Directions for this task
After locating the line that holds "fn read_all(path: &Path)", transcribe it and each following line to the end of the records, changing nothing and adding nothing.

Source data
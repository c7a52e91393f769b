//! Dump file reader
//!
//! Loads a whole dump into memory and runs the header parser and record decoder over
//! it. The file handle is released as soon as the bytes are read, before any decoding
//! happens.
//!
//! ```rust,no_run
//! use viatom::{DecodeOptions, RecordingReader};
//!
//! fn convert() -> viatom::Result<()> {
//!     let reader = RecordingReader::new(DecodeOptions::default());
//!     let recording = reader.open("O2Ring_20240601.dat")?;
//!     println!("{} samples every {} ms", recording.len(), recording.effective_resolution_ms);
//!     Ok(())
//! }
//! ```

use std::fs::File;
use std::io::Read;
use std::path::Path;
use tracing::{info, warn};

use super::decoder::decode_with;
use super::format::{HEADER_SIZE, Header};
use crate::config::DecodeOptions;
use crate::types::Recording;
use crate::{Result, ViatomError};

/// Reads and decodes dump files.
#[derive(Debug, Clone, Default)]
pub struct RecordingReader {
    options: DecodeOptions,
}

impl RecordingReader {
    pub fn new(options: DecodeOptions) -> Self {
        Self { options }
    }

    pub fn options(&self) -> &DecodeOptions {
        &self.options
    }

    /// Read and decode a dump file.
    pub fn open<P: AsRef<Path>>(&self, path: P) -> Result<Recording> {
        let path = path.as_ref();
        info!("Opening dump: {}", path.display());

        let data = read_all(path)?;
        self.decode_bytes(&data)
    }

    /// Decode a dump already held in memory.
    pub fn decode_bytes(&self, data: &[u8]) -> Result<Recording> {
        let header = Header::parse_with(data, self.options.timestamps)?;

        if usize::from(header.header_size_declared) != HEADER_SIZE {
            warn!(
                "Header declares {} bytes, records are read from offset {}",
                header.header_size_declared, HEADER_SIZE
            );
        }

        let recording = decode_with(&data[HEADER_SIZE..], &header, &self.options)?;

        if recording.trailing_bytes > 0 {
            warn!(
                "Ignoring {} trailing bytes after record {}",
                recording.trailing_bytes, recording.record_count
            );
        }

        info!(
            samples = recording.len(),
            records = recording.record_count,
            resolution_ms = recording.effective_resolution_ms,
            deduplicated = recording.deduplicated,
            "Decoded recording starting {}",
            header.start
        );

        Ok(recording)
    }
}

fn read_all(path: &Path) -> Result<Vec<u8>> {
    let mut file = File::open(path).map_err(|e| ViatomError::file_error(path, e))?;

    let mut data = Vec::new();
    file.read_to_end(&mut data).map_err(|e| ViatomError::file_error(path, e))?;
    Ok(data)
}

Answer to this task
fn read_all(path: &Path) -> Result<Vec<u8>> {
    let mut file = File::open(path).map_err(|e| ViatomError::file_error(path, e))?;

    let mut data = Vec::new();
    file.read_to_end(&mut data).map_err(|e| ViatomError::file_error(path, e))?;
    Ok(data)
}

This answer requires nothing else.